Stored items:
//! Taskforge Backend
//!
//! REST backend for projects, tasks and developer metrics with SQLite persistence.

mod api;
mod auth;
mod config;
mod db;
mod errors;
mod lifecycle;
mod mail;
mod metrics;
mod models;
mod notify;
mod requirements;

use std::sync::Arc;

use axum::{
    middleware,
    routing::{get, post},
    Router,
};
use tower::ServiceBuilder;
use tower_http::cors::{Any, CorsLayer};
use tower_http::trace::TraceLayer;
use tracing_subscriber::{layer::SubscriberExt, util::SubscriberInitExt, EnvFilter};

use auth::TokenKeys;
use config::{Config, LogFormat};
use db::Repository;
use mail::{LogMailer, Mailer};
use notify::NotificationHub;

/// Application state shared across all handlers.
#[derive(Clone)]
pub struct AppState {
    pub repo: Arc<Repository>,
    pub config: Arc<Config>,
    pub tokens: Arc<TokenKeys>,
    pub mailer: Arc<dyn Mailer>,
    pub notifications: Arc<NotificationHub>,
}

#[tokio::main]
async fn main() -> Result<(), Box<dyn std::error::Error>> {
    // Load configuration
    let config = Config::from_env()?;

    // Initialize logging
    let env_filter =
        EnvFilter::try_from_default_env().unwrap_or_else(|_| EnvFilter::new(&config.log_level));
    let registry = tracing_subscriber::registry().with(env_filter);
    match config.log_format {
        LogFormat::Json => registry.with(tracing_subscriber::fmt::layer().json()).init(),
        LogFormat::Pretty => registry.with(tracing_subscriber::fmt::layer()).init(),
    }

    tracing::info!("Starting Taskforge Backend");
    tracing::info!("Database path: {:?}", config.db_path);
    tracing::info!("Bind address: {}", config.bind_addr);

    let secret = match &config.jwt_secret {
        Some(secret) => secret.clone(),
        None => {
            tracing::warn!(
                "No JWT secret configured (PM_JWT_SECRET). Tokens will not survive a restart!"
            );
            auth::random_code(64)
        }
    };

    // Initialize database
    let pool = db::init_database(&config.db_path).await?;
    let repo = Arc::new(Repository::new(pool, config.ownership_policy));

    let state = AppState {
        repo,
        tokens: Arc::new(TokenKeys::new(secret.as_bytes(), config.token_ttl_hours)),
        mailer: Arc::new(LogMailer),
        notifications: Arc::new(NotificationHub::new()),
        config: Arc::new(config.clone()),
    };

    // Build router
    let app = create_router(state);

    // Start server
    let listener = tokio::net::TcpListener::bind(&config.bind_addr).await?;
    tracing::info!("Server listening on {}", config.bind_addr);

    axum::serve(listener, app).await?;

    Ok(())
}

/// Create the application router with all routes.
pub fn create_router(state: AppState) -> Router {
    // CORS configuration
    let cors = CorsLayer::new()
        .allow_origin(Any)
        .allow_methods(Any)
        .allow_headers(Any);

    // Account routes reachable without a token
    let public_routes = Router::new()
        .route("/accounts/register", post(api::register))
        .route("/accounts/verify-email", post(api::verify_email))
        .route("/accounts/login", post(api::login))
        .route(
            "/accounts/password-reset-request",
            post(api::request_password_reset),
        )
        .route("/accounts/password-reset", post(api::reset_password));

    let protected_routes = Router::new()
        // Accounts
        .route("/accounts/me", get(api::get_me).delete(api::delete_me))
        // Projects
        .route(
            "/projects",
            get(api::list_projects).post(api::create_project),
        )
        .route(
            "/projects/{id}",
            get(api::get_project)
                .put(api::update_project)
                .delete(api::delete_project),
        )
        .route(
            "/projects/{id}/developers",
            get(api::list_project_developers).post(api::add_project_developers),
        )
        .route(
            "/projects/{id}/developers/{developer_id}",
            axum::routing::delete(api::remove_project_developer),
        )
        .route(
            "/projects/{id}/requirements",
            axum::routing::put(api::edit_requirements),
        )
        .route(
            "/projects/{id}/requirements/accept",
            post(api::accept_requirements),
        )
        .route(
            "/projects/{id}/tasks",
            get(api::list_project_tasks).post(api::create_task),
        )
        // Tasks
        .route("/tasks", get(api::list_tasks))
        .route(
            "/tasks/{id}",
            get(api::get_task)
                .put(api::update_task)
                .delete(api::delete_task),
        )
        .route(
            "/tasks/{id}/developers",
            post(api::assign_task_developers).delete(api::unassign_task_developers),
        )
        .route("/tasks/{id}/start", post(api::start_task))
        .route("/tasks/{id}/complete", post(api::complete_task))
        .route("/tasks/{id}/restart", post(api::restart_task))
        .route("/tasks/{id}/review", get(api::review_task))
        // Metrics
        .route("/metrics/developers", get(api::developer_metrics))
        .route("/metrics/me", get(api::my_metrics))
        // To-dos
        .route("/todos", get(api::list_todos).post(api::create_todo))
        .route(
            "/todos/{id}",
            get(api::get_todo)
                .put(api::update_todo)
                .delete(api::delete_todo),
        )
        // Notifications
        .route("/notifications/stream", get(api::notification_stream))
        // Apply bearer auth middleware
        .route_layer(middleware::from_fn_with_state(
            state.clone(),
            auth::require_auth,
        ));

    // Health check (no auth required)
    let health_routes = Router::new().route("/health", get(health_check));

    Router::new()
        .nest("/api", public_routes.merge(protected_routes))
        .merge(health_routes)
        .layer(
            ServiceBuilder::new()
                .layer(TraceLayer::new_for_http())
                .layer(cors),
        )
        .with_state(state)
}

/// Health check endpoint.
async fn health_check() -> &'static str {
    "OK"
}

#[cfg(test)]
mod tests;
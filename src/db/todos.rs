use chrono::Utc;

use super::repository::{todo_from_row, Repository};
use crate::auth::Actor;
use crate::errors::AppError;
use crate::models::{CreateTodoRequest, Todo, UpdateTodoRequest};

impl Repository {
    // ==================== TODO OPERATIONS ====================

    /// List the actor's to-do items.
    pub async fn list_todos(&self, actor: &Actor) -> Result<Vec<Todo>, AppError> {
        let rows = sqlx::query(
            "SELECT id, developer_id, title, completed FROM todos WHERE developer_id = ? ORDER BY created_at",
        )
        .bind(&actor.user_id)
        .fetch_all(&self.pool)
        .await?;

        Ok(rows.iter().map(todo_from_row).collect())
    }

    /// Get one of the actor's to-do items. Items of other users are not found.
    pub async fn get_todo(&self, actor: &Actor, id: &str) -> Result<Todo, AppError> {
        let row = sqlx::query(
            "SELECT id, developer_id, title, completed FROM todos WHERE id = ? AND developer_id = ?",
        )
        .bind(id)
        .bind(&actor.user_id)
        .fetch_optional(&self.pool)
        .await?;

        row.as_ref()
            .map(todo_from_row)
            .ok_or_else(|| AppError::NotFound(format!("Todo {} not found", id)))
    }

    pub async fn create_todo(
        &self,
        actor: &Actor,
        request: &CreateTodoRequest,
    ) -> Result<Todo, AppError> {
        let id = uuid::Uuid::new_v4().to_string();

        sqlx::query(
            "INSERT INTO todos (id, developer_id, title, completed, created_at) VALUES (?, ?, ?, 0, ?)",
        )
        .bind(&id)
        .bind(&actor.user_id)
        .bind(request.title.trim())
        .bind(Utc::now())
        .execute(&self.pool)
        .await?;

        Ok(Todo {
            id,
            developer_id: actor.user_id.clone(),
            title: request.title.trim().to_string(),
            completed: false,
        })
    }

    pub async fn update_todo(
        &self,
        actor: &Actor,
        id: &str,
        request: &UpdateTodoRequest,
    ) -> Result<Todo, AppError> {
        let existing = self.get_todo(actor, id).await?;

        let title = request
            .title
            .as_deref()
            .map(str::trim)
            .unwrap_or(&existing.title)
            .to_string();
        let completed = request.completed.unwrap_or(existing.completed);

        sqlx::query("UPDATE todos SET title = ?, completed = ? WHERE id = ? AND developer_id = ?")
            .bind(&title)
            .bind(completed as i32)
            .bind(id)
            .bind(&actor.user_id)
            .execute(&self.pool)
            .await?;

        Ok(Todo {
            title,
            completed,
            ..existing
        })
    }

    pub async fn delete_todo(&self, actor: &Actor, id: &str) -> Result<(), AppError> {
        let result = sqlx::query("DELETE FROM todos WHERE id = ? AND developer_id = ?")
            .bind(id)
            .bind(&actor.user_id)
            .execute(&self.pool)
            .await?;

        if result.rows_affected() == 0 {
            return Err(AppError::NotFound(format!("Todo {} not found", id)));
        }
        Ok(())
    }
}
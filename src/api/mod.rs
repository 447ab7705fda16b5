//! REST API module.
//!
//! Handlers for accounts, projects, tasks, metrics, to-dos and the
//! notification stream. Every body is wrapped in the success/error envelope.

mod accounts;
mod lifecycle;
mod metrics;
mod notifications;
mod projects;
mod tasks;
mod todos;

pub use accounts::*;
pub use lifecycle::*;
pub use metrics::*;
pub use notifications::*;
pub use projects::*;
pub use tasks::*;
pub use todos::*;

use axum::{
    http::StatusCode,
    response::{IntoResponse, Response},
    Json,
};
use serde::Serialize;

use crate::errors::AppError;

/// Success response envelope.
#[derive(Debug, Serialize)]
pub struct ApiResponse<T: Serialize> {
    pub success: bool,
    pub data: T,
    #[serde(skip)]
    status: StatusCode,
}

impl<T: Serialize> ApiResponse<T> {
    pub fn new(data: T) -> Self {
        Self {
            success: true,
            data,
            status: StatusCode::OK,
        }
    }

    pub fn with_status(mut self, status: StatusCode) -> Self {
        self.status = status;
        self
    }
}

impl<T: Serialize> IntoResponse for ApiResponse<T> {
    fn into_response(self) -> Response {
        (self.status, Json(self)).into_response()
    }
}

/// Response type that can be either success or error.
pub type ApiResult<T> = Result<ApiResponse<T>, AppError>;

/// Create a successful API response.
pub fn success<T: Serialize>(data: T) -> ApiResult<T> {
    Ok(ApiResponse::new(data))
}

/// Create a 201 response for a newly created resource.
pub fn created<T: Serialize>(data: T) -> ApiResult<T> {
    Ok(ApiResponse::new(data).with_status(StatusCode::CREATED))
}

/// Create an error API response.
pub fn error<T: Serialize>(err: AppError) -> ApiResult<T> {
    Err(err)
}

/// Reject an empty or whitespace-only required field.
fn require_text(value: &str, message: &str) -> Result<(), AppError> {
    if value.trim().is_empty() {
        Err(AppError::validation(message))
    } else {
        Ok(())
    }
}
//! Database repository for CRUD operations.
//!
//! Uses prepared statements and transactions for data integrity. Operations
//! on owned entities take the acting [`Actor`] explicitly; a failed ownership
//! check is reported through the configured [`OwnershipPolicy`].

use chrono::{DateTime, Utc};
use sqlx::sqlite::SqliteRow;
use sqlx::{Row, SqliteConnection, SqlitePool};

use crate::auth::Actor;
use crate::config::OwnershipPolicy;
use crate::errors::AppError;
use crate::lifecycle::TransitionError;
use crate::models::{
    DeveloperMetrics, DisplayStatus, Project, Role, Task, TaskStatus, Todo, User, UserRecord,
};

/// Database repository for all data operations.
#[derive(Clone)]
pub struct Repository {
    pub(super) pool: SqlitePool,
    pub(super) ownership: OwnershipPolicy,
}

impl Repository {
    pub fn new(pool: SqlitePool, ownership: OwnershipPolicy) -> Self {
        Self { pool, ownership }
    }

    /// Raw pool access for tests that need to rewrite timestamps.
    #[cfg(test)]
    pub fn pool(&self) -> &SqlitePool {
        &self.pool
    }

    /// Error for an entity that exists but is not the actor's to touch.
    pub(super) fn deny(&self, entity: &str, id: &str) -> AppError {
        self.ownership.deny(entity, id)
    }

    // ==================== SHARED LOOKUPS ====================

    /// Load a project the actor owns or is assigned to.
    pub async fn visible_project(&self, actor: &Actor, id: &str) -> Result<Project, AppError> {
        let mut conn = self.pool.acquire().await?;
        let project = fetch_project(&mut conn, id)
            .await?
            .ok_or_else(|| not_found("Project", id))?;

        if project.is_managed_by(&actor.user_id) || project.has_developer(&actor.user_id) {
            Ok(project)
        } else {
            Err(self.deny("Project", id))
        }
    }

    /// Load a project the actor manages, on the caller's connection or transaction.
    pub(super) async fn owned_project_on(
        &self,
        conn: &mut SqliteConnection,
        actor: &Actor,
        id: &str,
    ) -> Result<Project, AppError> {
        let project = fetch_project(conn, id)
            .await?
            .ok_or_else(|| not_found("Project", id))?;

        if project.is_managed_by(&actor.user_id) {
            Ok(project)
        } else {
            Err(self.deny("Project", id))
        }
    }
}

pub(super) fn not_found(entity: &str, id: &str) -> AppError {
    AppError::NotFound(format!("{} {} not found", entity, id))
}

/// Primary result code SQLite uses for a lost write lock, including the
/// extended BUSY_SNAPSHOT (517) raised when a read snapshot went stale.
const SQLITE_BUSY: i32 = 5;

/// Convert a write that lost the race against a concurrent transaction into
/// a state conflict. Any other database error stays a database error.
pub(super) fn conflict_on_busy(err: sqlx::Error) -> AppError {
    if is_busy(&err) {
        tracing::debug!("write lost to a concurrent transaction: {}", err);
        TransitionError::StateChanged.into()
    } else {
        err.into()
    }
}

fn is_busy(err: &sqlx::Error) -> bool {
    err.as_database_error()
        .and_then(|db| db.code())
        .and_then(|code| code.parse::<i32>().ok())
        .is_some_and(|code| code & 0xff == SQLITE_BUSY)
}

// Column lists shared by the per-entity queries

pub(super) const USER_COLUMNS: &str =
    "id, email, first_name, last_name, role, is_active, created_at";

pub(super) const USER_RECORD_COLUMNS: &str = "id, email, first_name, last_name, role, is_active, created_at, password_hash, verification_code, verification_code_expiry, reset_code";

pub(super) const PROJECT_COLUMNS: &str = r#"p.id, p.name, p.scope, p.deadline, p.manager_id,
    p.functional_requirements, p.non_functional_requirements,
    p.edited_functional_requirements, p.edited_non_functional_requirements,
    p.created_at, p.updated_at,
    (SELECT json_group_array(pd.developer_id) FROM project_developers pd WHERE pd.project_id = p.id) AS developer_ids"#;

pub(super) const TASK_COLUMNS: &str = r#"t.id, t.project_id, t.title, t.description, t.status,
    t.start_time, t.end_time, t.manager_start_time, t.manager_end_time,
    t.restart_count, t.created_at, t.updated_at, p.manager_id,
    (SELECT json_group_array(td.developer_id) FROM task_developers td WHERE td.task_id = t.id) AS developer_ids"#;

// Fetch helpers usable on a pooled connection or inside a transaction

pub(super) async fn fetch_user(
    conn: &mut SqliteConnection,
    id: &str,
) -> Result<Option<User>, AppError> {
    let sql = format!("SELECT {} FROM users WHERE id = ?", USER_COLUMNS);
    let row = sqlx::query(&sql).bind(id).fetch_optional(&mut *conn).await?;
    Ok(row.as_ref().map(user_from_row))
}

pub(super) async fn fetch_project(
    conn: &mut SqliteConnection,
    id: &str,
) -> Result<Option<Project>, AppError> {
    let sql = format!("SELECT {} FROM projects p WHERE p.id = ?", PROJECT_COLUMNS);
    let row = sqlx::query(&sql).bind(id).fetch_optional(&mut *conn).await?;
    Ok(row.as_ref().map(project_from_row))
}

/// A task together with the manager of its project.
pub(super) async fn fetch_task(
    conn: &mut SqliteConnection,
    id: &str,
) -> Result<Option<(Task, String)>, AppError> {
    let sql = format!(
        "SELECT {} FROM tasks t JOIN projects p ON p.id = t.project_id WHERE t.id = ?",
        TASK_COLUMNS
    );
    let row = sqlx::query(&sql).bind(id).fetch_optional(&mut *conn).await?;
    Ok(row.map(|row| (task_from_row(&row), row.get("manager_id"))))
}

/// Check that every id names an existing developer account.
pub(super) async fn ensure_developers(
    conn: &mut SqliteConnection,
    developer_ids: &[String],
) -> Result<(), AppError> {
    for developer_id in developer_ids {
        let role: Option<String> = sqlx::query_scalar("SELECT role FROM users WHERE id = ?")
            .bind(developer_id)
            .fetch_optional(&mut *conn)
            .await?;
        if role.as_deref() != Some(Role::Developer.as_str()) {
            return Err(AppError::validation(format!(
                "User {} is not a developer",
                developer_id
            )));
        }
    }
    Ok(())
}

// Helper functions for row conversion

pub(super) fn user_from_row(row: &SqliteRow) -> User {
    let role: String = row.get("role");
    let is_active: i32 = row.get("is_active");
    User {
        id: row.get("id"),
        email: row.get("email"),
        first_name: row.get("first_name"),
        last_name: row.get("last_name"),
        role: Role::parse(&role).unwrap_or(Role::Developer),
        is_active: is_active != 0,
        created_at: row.get("created_at"),
    }
}

pub(super) fn user_record_from_row(row: &SqliteRow) -> UserRecord {
    UserRecord {
        user: user_from_row(row),
        password_hash: row.get("password_hash"),
        verification_code: row.get("verification_code"),
        verification_code_expiry: row.get("verification_code_expiry"),
        reset_code: row.get("reset_code"),
    }
}

pub(super) fn project_from_row(row: &SqliteRow) -> Project {
    let functional: String = row.get("functional_requirements");
    let non_functional: String = row.get("non_functional_requirements");
    let edited_functional: Option<String> = row.get("edited_functional_requirements");
    let edited_non_functional: Option<String> = row.get("edited_non_functional_requirements");
    let developer_ids: String = row.get("developer_ids");

    Project {
        id: row.get("id"),
        name: row.get("name"),
        scope: row.get("scope"),
        deadline: row.get("deadline"),
        manager_id: row.get("manager_id"),
        developer_ids: parse_json_array(&developer_ids),
        functional_requirements: parse_json_array(&functional),
        non_functional_requirements: parse_json_array(&non_functional),
        edited_functional_requirements: edited_functional.map(|s| parse_json_array(&s)),
        edited_non_functional_requirements: edited_non_functional.map(|s| parse_json_array(&s)),
        created_at: row.get("created_at"),
        updated_at: row.get("updated_at"),
    }
}

pub(super) fn task_from_row(row: &SqliteRow) -> Task {
    let status: String = row.get("status");
    let developer_ids: String = row.get("developer_ids");
    let start_time: Option<DateTime<Utc>> = row.get("start_time");
    let end_time: Option<DateTime<Utc>> = row.get("end_time");

    let mut task = Task {
        id: row.get("id"),
        project_id: row.get("project_id"),
        title: row.get("title"),
        description: row.get("description"),
        status: TaskStatus::parse(&status).unwrap_or(TaskStatus::NotStarted),
        display_status: DisplayStatus::NotStarted,
        developer_ids: parse_json_array(&developer_ids),
        start_time,
        end_time,
        manager_start_time: row.get("manager_start_time"),
        manager_end_time: row.get("manager_end_time"),
        actual_time_spent_seconds: None,
        restart_count: row.get("restart_count"),
        created_at: row.get("created_at"),
        updated_at: row.get("updated_at"),
    };
    task.refresh_derived();
    task
}

pub(super) fn todo_from_row(row: &SqliteRow) -> Todo {
    let completed: i32 = row.get("completed");
    Todo {
        id: row.get("id"),
        developer_id: row.get("developer_id"),
        title: row.get("title"),
        completed: completed != 0,
    }
}

pub(super) fn metrics_from_row(row: &SqliteRow) -> DeveloperMetrics {
    DeveloperMetrics {
        developer_id: row.get("developer_id"),
        tasks_completed: row.get("tasks_completed"),
        tasks_reassigned: row.get("tasks_reassigned"),
        average_completion_time: row.get("average_completion_time"),
        total_delivery_time: row.get("total_delivery_time"),
        total_allocated_time: row.get("total_allocated_time"),
    }
}

pub(super) fn parse_json_array(s: &str) -> Vec<String> {
    serde_json::from_str(s).unwrap_or_default()
}

pub(super) fn to_json_array(items: &[String]) -> Result<String, AppError> {
    Ok(serde_json::to_string(items)?)
}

To do: Each line from the top of the records down to the one with "use std::sync::Arc;" must be retyped exactly; include both ends and nothing else.

Task solution:
//! Taskforge Backend
//!
//! REST backend for projects, tasks and developer metrics with SQLite persistence.

mod api;
mod auth;
mod config;
mod db;
mod errors;
mod lifecycle;
mod mail;
mod metrics;
mod models;
mod notify;
mod requirements;

use std::sync::Arc;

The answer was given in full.